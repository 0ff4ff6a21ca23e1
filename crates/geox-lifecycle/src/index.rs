//! # ProblemState Governance Index
//!
//! Derives a lifecycle state for each problem state in a batch:
//!
//! 1. Group by governance key: canonical `subjectRef`, `scale`,
//!    `problem_type`, `input_digest` (absent digest is the empty string).
//! 2. Order each group by `(created_at_ts, problem_state_id)`.
//! 3. Each non-frozen state is superseded by the first later non-frozen
//!    state whose window contains it (inclusive), or whose overlap ratio
//!    with it reaches `MERGE_OVERLAP_RATIO`.
//! 4. `FROZEN` beats everything and clears `superseded_by`; then
//!    `SUPERSEDED`; then `EXPIRED` when `asOfTs > endTs + EXPIRE_AFTER_MS`;
//!    otherwise `ACTIVE`.
//!
//! Rows come back sorted by `problem_state_id`. The clock is never read;
//! "now" is `asOfTs`.

use std::collections::{BTreeMap, BTreeSet};

use serde::{Deserialize, Serialize};
use serde_json::{Map, Value};

use geox_core::{canonical_string, TimeWindow};

use crate::constants::LifecycleConstants;
use crate::error::LifecycleError;

/// The fields of a ProblemState the index reads. Other fields are ignored.
#[derive(Debug, Clone, PartialEq, Serialize, Deserialize)]
pub struct ProblemStateV1Like {
    pub problem_state_id: String,
    pub created_at_ts: i64,
    /// Opaque; only its canonical form matters.
    #[serde(rename = "subjectRef")]
    pub subject_ref: Value,
    pub scale: String,
    pub window: TimeWindow,
    pub problem_type: String,
    #[serde(default, skip_serializing_if = "Option::is_none")]
    pub input_digest: Option<String>,
}

#[derive(Debug, Clone, Copy, PartialEq, Eq, Hash, Serialize, Deserialize)]
#[serde(rename_all = "SCREAMING_SNAKE_CASE")]
pub enum LifecycleState {
    Active,
    Superseded,
    Expired,
    Frozen,
}

impl std::fmt::Display for LifecycleState {
    fn fmt(&self, f: &mut std::fmt::Formatter<'_>) -> std::fmt::Result {
        f.write_str(match self {
            Self::Active => "ACTIVE",
            Self::Superseded => "SUPERSEDED",
            Self::Expired => "EXPIRED",
            Self::Frozen => "FROZEN",
        })
    }
}

#[derive(Debug, Clone, PartialEq, Eq, Serialize, Deserialize)]
pub struct IndexRow {
    pub problem_state_id: String,
    pub lifecycle_state: LifecycleState,
    pub superseded_by: Option<String>,
}

/// Batch input, in the shape fixtures are written in.
#[derive(Debug, Clone, PartialEq, Serialize, Deserialize)]
pub struct ComputeIndexInput {
    #[serde(default)]
    pub problem_states: Vec<ProblemStateV1Like>,
    #[serde(rename = "asOfTs")]
    pub as_of_ts: i64,
    #[serde(default)]
    pub constants: Map<String, Value>,
    #[serde(default)]
    pub frozen_ids: Vec<String>,
}

/// Governance grouping key. Kept as a tuple so no separator character can
/// make two different keys collide.
#[derive(Debug, Clone, PartialEq, Eq, PartialOrd, Ord)]
struct GroupKey {
    subject: String,
    scale: String,
    problem_type: String,
    input_digest: String,
}

impl GroupKey {
    fn of(ps: &ProblemStateV1Like) -> Result<Self, LifecycleError> {
        let subject = canonical_string(&ps.subject_ref)
            .map_err(|e| LifecycleError::group_key(&ps.problem_state_id, e))?;
        Ok(Self {
            subject,
            scale: ps.scale.clone(),
            problem_type: ps.problem_type.clone(),
            input_digest: ps.input_digest.clone().unwrap_or_default(),
        })
    }
}

/// Resolve constants from the input object, then compute the index.
pub fn compute_index(input: &ComputeIndexInput) -> Result<Vec<IndexRow>, LifecycleError> {
    let constants = LifecycleConstants::from_map(&input.constants)?;
    let frozen: BTreeSet<&str> = input.frozen_ids.iter().map(String::as_str).collect();
    compute_index_with(&input.problem_states, input.as_of_ts, &constants, &frozen)
}

/// Compute the index with already resolved constants.
pub fn compute_index_with(
    problem_states: &[ProblemStateV1Like],
    as_of_ts: i64,
    constants: &LifecycleConstants,
    frozen: &BTreeSet<&str>,
) -> Result<Vec<IndexRow>, LifecycleError> {
    let mut groups: BTreeMap<GroupKey, Vec<&ProblemStateV1Like>> = BTreeMap::new();
    for ps in problem_states {
        groups.entry(GroupKey::of(ps)?).or_default().push(ps);
    }
    tracing::debug!(
        states = problem_states.len(),
        groups = groups.len(),
        frozen = frozen.len(),
        as_of_ts,
        "computing problem state index"
    );

    let mut rows = Vec::with_capacity(problem_states.len());
    for members in groups.values_mut() {
        members.sort_by(|a, b| {
            a.created_at_ts
                .cmp(&b.created_at_ts)
                .then_with(|| a.problem_state_id.cmp(&b.problem_state_id))
        });
        let edges = supersession(members, constants, frozen);

        for (i, ps) in members.iter().enumerate() {
            let (lifecycle_state, superseded_by) = if frozen.contains(ps.problem_state_id.as_str()) {
                (LifecycleState::Frozen, None)
            } else if let Some(j) = edges[i] {
                (LifecycleState::Superseded, Some(members[j].problem_state_id.clone()))
            } else if is_expired(as_of_ts, &ps.window, constants.expire_after_ms) {
                (LifecycleState::Expired, None)
            } else {
                (LifecycleState::Active, None)
            };
            rows.push(IndexRow {
                problem_state_id: ps.problem_state_id.clone(),
                lifecycle_state,
                superseded_by,
            });
        }
    }

    rows.sort_by(|a, b| a.problem_state_id.cmp(&b.problem_state_id));
    Ok(rows)
}

/// For each member (in sorted order), the index of its supersessor.
fn supersession(
    members: &[&ProblemStateV1Like],
    constants: &LifecycleConstants,
    frozen: &BTreeSet<&str>,
) -> Vec<Option<usize>> {
    let is_frozen = |ps: &ProblemStateV1Like| frozen.contains(ps.problem_state_id.as_str());
    members
        .iter()
        .enumerate()
        .map(|(i, older)| {
            if is_frozen(older) {
                return None;
            }
            members
                .iter()
                .enumerate()
                .skip(i + 1)
                .filter(|(_, newer)| !is_frozen(newer))
                .find(|(_, newer)| supersedes(&newer.window, &older.window, constants.merge_overlap_ratio))
                .map(|(j, _)| j)
        })
        .collect()
}

/// Containment first, then the overlap threshold.
fn supersedes(newer: &TimeWindow, older: &TimeWindow, merge_overlap_ratio: f64) -> bool {
    newer.contains(older) || older.overlap_ratio(newer) >= merge_overlap_ratio
}

/// Strict: exactly at the boundary is still live.
fn is_expired(as_of_ts: i64, window: &TimeWindow, expire_after_ms: f64) -> bool {
    as_of_ts as f64 > window.end_ts as f64 + expire_after_ms
}

#[cfg(test)]
mod tests {
    use super::*;
    use serde_json::json;

    fn ps(id: &str, created: i64, start: i64, end: i64) -> ProblemStateV1Like {
        ProblemStateV1Like {
            problem_state_id: id.into(),
            created_at_ts: created,
            subject_ref: json!({"projectId": "P0", "groupId": "G0"}),
            scale: "GROUP".into(),
            window: TimeWindow::new(start, end),
            problem_type: "PEST".into(),
            input_digest: None,
        }
    }

    fn constants(ratio: f64, expire: f64) -> LifecycleConstants {
        LifecycleConstants::new(ratio, expire).unwrap()
    }

    fn run(states: &[ProblemStateV1Like], as_of: i64, frozen: &[&str]) -> Vec<IndexRow> {
        let frozen: BTreeSet<&str> = frozen.iter().copied().collect();
        compute_index_with(states, as_of, &constants(0.8, 1000.0), &frozen).unwrap()
    }

    fn state_of<'a>(rows: &'a [IndexRow], id: &str) -> &'a IndexRow {
        rows.iter().find(|r| r.problem_state_id == id).unwrap()
    }

    #[test]
    fn full_overlap_supersedes_older() {
        let rows = run(&[ps("a", 1, 0, 100), ps("b", 2, 10, 90)], 0, &[]);
        // b does not contain a, but their overlap is 80/80.
        assert_eq!(state_of(&rows, "a").lifecycle_state, LifecycleState::Superseded);
        assert_eq!(state_of(&rows, "a").superseded_by.as_deref(), Some("b"));
        assert_eq!(state_of(&rows, "b").lifecycle_state, LifecycleState::Active);
    }

    #[test]
    fn containment_supersedes_below_threshold() {
        let c = constants(2.0, 0.0);
        let rows = compute_index_with(&[ps("old", 1, 40, 60), ps("new", 2, 0, 100)], 0, &c, &BTreeSet::new())
            .unwrap();
        assert_eq!(state_of(&rows, "old").superseded_by.as_deref(), Some("new"));
    }

    #[test]
    fn low_overlap_does_not_supersede() {
        let rows = run(&[ps("a", 1, 0, 100), ps("b", 2, 50, 150)], 0, &[]);
        assert_eq!(state_of(&rows, "a").lifecycle_state, LifecycleState::Active);
        assert_eq!(state_of(&rows, "b").lifecycle_state, LifecycleState::Active);
    }

    #[test]
    fn first_qualifying_successor_wins() {
        let rows = run(&[ps("a", 1, 0, 100), ps("b", 2, 0, 100), ps("c", 3, 0, 100)], 0, &[]);
        assert_eq!(state_of(&rows, "a").superseded_by.as_deref(), Some("b"));
        assert_eq!(state_of(&rows, "b").superseded_by.as_deref(), Some("c"));
        assert_eq!(state_of(&rows, "c").lifecycle_state, LifecycleState::Active);
    }

    #[test]
    fn frozen_state_neither_supersedes_nor_is_superseded() {
        let rows = run(&[ps("a", 1, 0, 100), ps("f", 2, 0, 100), ps("c", 3, 0, 100)], 0, &["f"]);
        assert_eq!(state_of(&rows, "f").lifecycle_state, LifecycleState::Frozen);
        assert_eq!(state_of(&rows, "f").superseded_by, None);
        assert_eq!(state_of(&rows, "a").superseded_by.as_deref(), Some("c"));
    }

    #[test]
    fn different_keys_never_interact() {
        let mut other = ps("b", 2, 0, 100);
        other.problem_type = "DISEASE".into();
        let rows = run(&[ps("a", 1, 0, 100), other], 0, &[]);
        assert!(rows.iter().all(|r| r.lifecycle_state == LifecycleState::Active));
    }

    #[test]
    fn absent_digest_groups_with_empty_digest() {
        let mut b = ps("b", 2, 0, 100);
        b.input_digest = Some(String::new());
        let rows = run(&[ps("a", 1, 0, 100), b], 0, &[]);
        assert_eq!(state_of(&rows, "a").superseded_by.as_deref(), Some("b"));
    }

    #[test]
    fn subject_key_order_does_not_split_groups() {
        let mut b = ps("b", 2, 0, 100);
        b.subject_ref = json!({"groupId": "G0", "projectId": "P0"});
        let rows = run(&[ps("a", 1, 0, 100), b], 0, &[]);
        assert_eq!(state_of(&rows, "a").lifecycle_state, LifecycleState::Superseded);
    }

    #[test]
    fn creation_ties_break_on_id() {
        let rows = run(&[ps("z", 5, 0, 100), ps("m", 5, 0, 100)], 0, &[]);
        assert_eq!(state_of(&rows, "m").superseded_by.as_deref(), Some("z"));
    }

    #[test]
    fn zero_length_window_only_superseded_by_containment() {
        let rows = run(&[ps("point", 1, 50, 50), ps("span", 2, 0, 100)], 0, &[]);
        assert_eq!(state_of(&rows, "point").superseded_by.as_deref(), Some("span"));

        let rows = run(&[ps("point", 1, 500, 500), ps("span", 2, 0, 100)], 0, &[]);
        assert_eq!(state_of(&rows, "point").superseded_by, None);
    }

    #[test]
    fn expiry_is_strict() {
        assert_eq!(run(&[ps("a", 1, 0, 100)], 1100, &[])[0].lifecycle_state, LifecycleState::Active);
        assert_eq!(run(&[ps("a", 1, 0, 100)], 1101, &[])[0].lifecycle_state, LifecycleState::Expired);
    }

    #[test]
    fn superseded_outranks_expired_and_frozen_outranks_both() {
        let rows = run(&[ps("a", 1, 0, 100), ps("b", 2, 0, 100)], 10_000, &[]);
        assert_eq!(state_of(&rows, "a").lifecycle_state, LifecycleState::Superseded);
        assert_eq!(state_of(&rows, "b").lifecycle_state, LifecycleState::Expired);

        let rows = run(&[ps("a", 1, 0, 100)], 10_000, &["a"]);
        assert_eq!(rows[0].lifecycle_state, LifecycleState::Frozen);
    }

    #[test]
    fn rows_sorted_by_id() {
        let rows = run(&[ps("c", 1, 0, 10), ps("a", 2, 20, 30), ps("b", 3, 40, 50)], 0, &[]);
        let ids: Vec<_> = rows.iter().map(|r| r.problem_state_id.as_str()).collect();
        assert_eq!(ids, vec!["a", "b", "c"]);
    }

    #[test]
    fn deserializes_fixture_shape() {
        let input: ComputeIndexInput = serde_json::from_value(json!({
            "problem_states": [{
                "problem_state_id": "ps_1",
                "created_at_ts": 1,
                "subjectRef": {"projectId": "P0"},
                "scale": "GROUP",
                "window": {"startTs": 0, "endTs": 100},
                "problem_type": "PEST",
                "confidence": "LOW"
            }],
            "asOfTs": 50,
            "constants": {"mergeOverlapRatio": 0.5, "expiryBufferMs": 0}
        }))
        .unwrap();
        let rows = compute_index(&input).unwrap();
        assert_eq!(
            serde_json::to_value(&rows).unwrap(),
            json!([{"problem_state_id": "ps_1", "lifecycle_state": "ACTIVE", "superseded_by": null}])
        );
    }

    #[test]
    fn missing_constants_fail_the_call() {
        let input = ComputeIndexInput {
            problem_states: vec![],
            as_of_ts: 0,
            constants: Map::new(),
            frozen_ids: vec![],
        };
        assert!(matches!(compute_index(&input), Err(LifecycleError::InvalidConstant { .. })));
    }
}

WORK TO COMPLETE:
Using the data above, return every line that contains the string "Result".

REPLY:
    fn fmt(&self, f: &mut std::fmt::Formatter<'_>) -> std::fmt::Result {
    fn of(ps: &ProblemStateV1Like) -> Result<Self, LifecycleError> {
pub fn compute_index(input: &ComputeIndexInput) -> Result<Vec<IndexRow>, LifecycleError> {
) -> Result<Vec<IndexRow>, LifecycleError> {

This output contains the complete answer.